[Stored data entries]
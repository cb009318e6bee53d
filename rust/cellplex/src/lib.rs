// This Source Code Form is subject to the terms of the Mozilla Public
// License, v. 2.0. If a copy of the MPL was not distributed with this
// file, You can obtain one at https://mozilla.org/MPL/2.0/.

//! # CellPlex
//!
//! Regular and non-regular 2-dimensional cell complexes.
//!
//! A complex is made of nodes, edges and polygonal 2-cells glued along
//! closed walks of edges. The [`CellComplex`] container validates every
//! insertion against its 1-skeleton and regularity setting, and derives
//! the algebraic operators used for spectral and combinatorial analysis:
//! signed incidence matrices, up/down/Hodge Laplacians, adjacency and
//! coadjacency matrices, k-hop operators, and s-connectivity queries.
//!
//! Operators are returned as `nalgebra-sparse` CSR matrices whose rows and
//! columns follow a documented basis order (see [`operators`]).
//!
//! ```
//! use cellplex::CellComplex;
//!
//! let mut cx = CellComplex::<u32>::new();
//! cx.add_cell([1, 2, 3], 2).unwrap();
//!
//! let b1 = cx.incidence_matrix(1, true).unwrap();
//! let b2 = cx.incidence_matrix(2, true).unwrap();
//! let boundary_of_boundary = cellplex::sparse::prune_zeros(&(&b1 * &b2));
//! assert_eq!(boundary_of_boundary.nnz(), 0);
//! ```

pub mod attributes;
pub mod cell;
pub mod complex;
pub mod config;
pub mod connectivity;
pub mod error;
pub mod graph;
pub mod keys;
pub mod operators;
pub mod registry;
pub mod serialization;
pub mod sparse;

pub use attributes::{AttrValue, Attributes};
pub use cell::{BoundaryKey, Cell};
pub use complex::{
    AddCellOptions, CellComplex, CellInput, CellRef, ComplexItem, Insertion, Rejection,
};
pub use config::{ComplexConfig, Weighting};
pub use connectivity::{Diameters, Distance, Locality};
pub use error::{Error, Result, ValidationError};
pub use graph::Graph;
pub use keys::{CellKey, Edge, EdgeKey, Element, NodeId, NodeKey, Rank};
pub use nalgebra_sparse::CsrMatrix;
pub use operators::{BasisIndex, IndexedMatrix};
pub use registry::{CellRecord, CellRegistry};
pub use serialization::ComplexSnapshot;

--

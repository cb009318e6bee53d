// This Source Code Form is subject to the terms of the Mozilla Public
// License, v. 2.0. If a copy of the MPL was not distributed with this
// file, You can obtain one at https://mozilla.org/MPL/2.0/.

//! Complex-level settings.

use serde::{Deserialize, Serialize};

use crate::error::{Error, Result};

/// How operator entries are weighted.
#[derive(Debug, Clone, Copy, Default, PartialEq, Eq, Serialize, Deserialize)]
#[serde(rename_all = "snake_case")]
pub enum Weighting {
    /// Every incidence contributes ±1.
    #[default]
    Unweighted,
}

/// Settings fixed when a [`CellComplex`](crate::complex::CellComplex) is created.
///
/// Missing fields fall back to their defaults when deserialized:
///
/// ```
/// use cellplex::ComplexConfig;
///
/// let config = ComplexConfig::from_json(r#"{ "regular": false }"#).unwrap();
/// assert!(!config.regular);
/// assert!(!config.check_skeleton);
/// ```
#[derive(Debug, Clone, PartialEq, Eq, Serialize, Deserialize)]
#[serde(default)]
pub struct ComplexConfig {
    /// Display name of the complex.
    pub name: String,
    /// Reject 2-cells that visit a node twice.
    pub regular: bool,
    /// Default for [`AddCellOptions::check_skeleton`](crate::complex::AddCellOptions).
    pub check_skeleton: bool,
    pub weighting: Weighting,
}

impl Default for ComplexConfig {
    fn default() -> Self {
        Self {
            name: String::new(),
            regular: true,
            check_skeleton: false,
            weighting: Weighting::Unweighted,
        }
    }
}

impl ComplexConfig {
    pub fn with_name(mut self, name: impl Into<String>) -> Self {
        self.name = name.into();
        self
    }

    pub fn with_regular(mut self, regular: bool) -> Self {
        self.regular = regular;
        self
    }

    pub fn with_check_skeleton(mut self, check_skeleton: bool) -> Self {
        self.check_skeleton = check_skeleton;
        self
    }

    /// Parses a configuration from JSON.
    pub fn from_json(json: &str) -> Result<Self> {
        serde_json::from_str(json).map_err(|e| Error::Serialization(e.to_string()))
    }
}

---

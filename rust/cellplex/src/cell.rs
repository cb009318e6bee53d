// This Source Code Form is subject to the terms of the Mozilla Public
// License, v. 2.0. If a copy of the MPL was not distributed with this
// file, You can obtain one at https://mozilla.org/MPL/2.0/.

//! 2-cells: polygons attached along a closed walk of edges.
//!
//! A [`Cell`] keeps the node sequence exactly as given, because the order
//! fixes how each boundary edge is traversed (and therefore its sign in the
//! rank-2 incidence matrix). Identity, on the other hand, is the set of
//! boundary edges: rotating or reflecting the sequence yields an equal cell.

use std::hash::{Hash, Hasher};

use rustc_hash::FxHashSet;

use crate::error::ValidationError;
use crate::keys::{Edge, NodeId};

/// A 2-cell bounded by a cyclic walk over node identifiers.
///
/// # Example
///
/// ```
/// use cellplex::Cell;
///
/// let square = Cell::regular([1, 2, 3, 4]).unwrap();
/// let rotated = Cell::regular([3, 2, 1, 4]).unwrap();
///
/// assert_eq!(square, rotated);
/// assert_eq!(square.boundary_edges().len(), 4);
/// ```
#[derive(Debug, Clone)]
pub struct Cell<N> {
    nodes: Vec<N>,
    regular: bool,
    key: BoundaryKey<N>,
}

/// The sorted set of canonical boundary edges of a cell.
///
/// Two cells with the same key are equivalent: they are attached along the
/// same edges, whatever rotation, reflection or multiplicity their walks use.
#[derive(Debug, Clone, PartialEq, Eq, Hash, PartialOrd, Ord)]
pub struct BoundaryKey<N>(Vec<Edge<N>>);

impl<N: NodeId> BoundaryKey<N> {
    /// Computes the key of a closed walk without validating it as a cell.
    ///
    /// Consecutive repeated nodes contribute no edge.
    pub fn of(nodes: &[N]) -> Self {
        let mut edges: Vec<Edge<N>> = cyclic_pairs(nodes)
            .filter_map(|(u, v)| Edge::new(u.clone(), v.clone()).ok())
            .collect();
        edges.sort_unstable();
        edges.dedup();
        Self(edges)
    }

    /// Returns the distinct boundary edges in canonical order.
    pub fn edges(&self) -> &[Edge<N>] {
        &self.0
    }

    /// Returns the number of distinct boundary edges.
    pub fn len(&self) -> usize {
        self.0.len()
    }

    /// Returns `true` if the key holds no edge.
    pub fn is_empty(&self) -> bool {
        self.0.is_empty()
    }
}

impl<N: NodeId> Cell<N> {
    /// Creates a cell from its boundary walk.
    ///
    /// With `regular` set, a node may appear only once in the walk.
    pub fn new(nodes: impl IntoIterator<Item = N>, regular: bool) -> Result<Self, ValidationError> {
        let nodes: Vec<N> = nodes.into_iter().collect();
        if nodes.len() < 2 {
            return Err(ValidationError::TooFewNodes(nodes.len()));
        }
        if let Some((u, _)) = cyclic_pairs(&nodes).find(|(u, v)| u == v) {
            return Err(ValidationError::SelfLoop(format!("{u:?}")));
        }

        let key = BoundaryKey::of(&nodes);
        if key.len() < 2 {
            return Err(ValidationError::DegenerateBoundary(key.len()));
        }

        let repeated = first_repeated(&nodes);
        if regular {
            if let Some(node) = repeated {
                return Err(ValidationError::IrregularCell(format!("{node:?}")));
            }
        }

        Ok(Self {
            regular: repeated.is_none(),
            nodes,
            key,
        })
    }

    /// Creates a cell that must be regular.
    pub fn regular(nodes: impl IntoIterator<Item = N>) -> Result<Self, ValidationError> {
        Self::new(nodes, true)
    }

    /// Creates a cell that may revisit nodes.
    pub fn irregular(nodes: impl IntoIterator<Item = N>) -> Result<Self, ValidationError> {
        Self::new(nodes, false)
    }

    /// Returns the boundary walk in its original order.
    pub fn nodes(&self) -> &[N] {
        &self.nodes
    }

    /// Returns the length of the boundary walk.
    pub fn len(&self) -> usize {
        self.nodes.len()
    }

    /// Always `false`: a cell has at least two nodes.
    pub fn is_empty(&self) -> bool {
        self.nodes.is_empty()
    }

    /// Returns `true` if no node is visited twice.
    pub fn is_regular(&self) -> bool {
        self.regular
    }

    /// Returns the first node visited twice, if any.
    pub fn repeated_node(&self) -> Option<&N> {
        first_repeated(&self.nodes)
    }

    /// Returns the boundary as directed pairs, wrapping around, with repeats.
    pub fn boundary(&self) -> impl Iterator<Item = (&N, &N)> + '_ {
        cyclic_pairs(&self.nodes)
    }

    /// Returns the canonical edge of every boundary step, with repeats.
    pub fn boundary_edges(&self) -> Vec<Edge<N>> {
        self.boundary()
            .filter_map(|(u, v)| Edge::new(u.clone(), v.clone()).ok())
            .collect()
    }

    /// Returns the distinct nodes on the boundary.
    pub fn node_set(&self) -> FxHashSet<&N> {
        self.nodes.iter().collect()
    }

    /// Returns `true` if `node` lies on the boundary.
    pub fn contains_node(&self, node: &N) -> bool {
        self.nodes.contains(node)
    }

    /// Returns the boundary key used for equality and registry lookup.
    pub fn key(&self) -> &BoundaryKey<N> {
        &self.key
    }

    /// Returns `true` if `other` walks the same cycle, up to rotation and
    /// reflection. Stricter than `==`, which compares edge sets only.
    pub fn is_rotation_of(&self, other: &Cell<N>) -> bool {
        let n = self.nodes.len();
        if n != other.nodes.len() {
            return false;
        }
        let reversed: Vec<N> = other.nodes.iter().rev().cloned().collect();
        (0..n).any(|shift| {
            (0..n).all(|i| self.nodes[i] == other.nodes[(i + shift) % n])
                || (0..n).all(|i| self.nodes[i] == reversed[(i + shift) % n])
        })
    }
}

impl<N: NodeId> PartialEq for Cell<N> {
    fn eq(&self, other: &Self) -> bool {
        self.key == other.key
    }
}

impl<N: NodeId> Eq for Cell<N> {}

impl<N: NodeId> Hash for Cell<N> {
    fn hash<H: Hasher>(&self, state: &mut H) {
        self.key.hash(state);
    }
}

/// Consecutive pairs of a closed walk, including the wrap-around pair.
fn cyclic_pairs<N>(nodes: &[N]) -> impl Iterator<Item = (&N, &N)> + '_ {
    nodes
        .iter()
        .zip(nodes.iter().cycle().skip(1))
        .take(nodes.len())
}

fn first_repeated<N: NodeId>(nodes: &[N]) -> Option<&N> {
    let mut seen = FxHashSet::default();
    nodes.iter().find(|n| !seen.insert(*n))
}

What you should do ▸ When the line with "self.boundary()" is reached in the data above, begin copying, and stop after the line with "to rotation and"; copy each line exactly, both ends included.

Final answer ▸
        self.boundary()
            .filter_map(|(u, v)| Edge::new(u.clone(), v.clone()).ok())
            .collect()
    }

    /// Returns the distinct nodes on the boundary.
    pub fn node_set(&self) -> FxHashSet<&N> {
        self.nodes.iter().collect()
    }

    /// Returns `true` if `node` lies on the boundary.
    pub fn contains_node(&self, node: &N) -> bool {
        self.nodes.contains(node)
    }

    /// Returns the boundary key used for equality and registry lookup.
    pub fn key(&self) -> &BoundaryKey<N> {
        &self.key
    }

    /// Returns `true` if `other` walks the same cycle, up to rotation and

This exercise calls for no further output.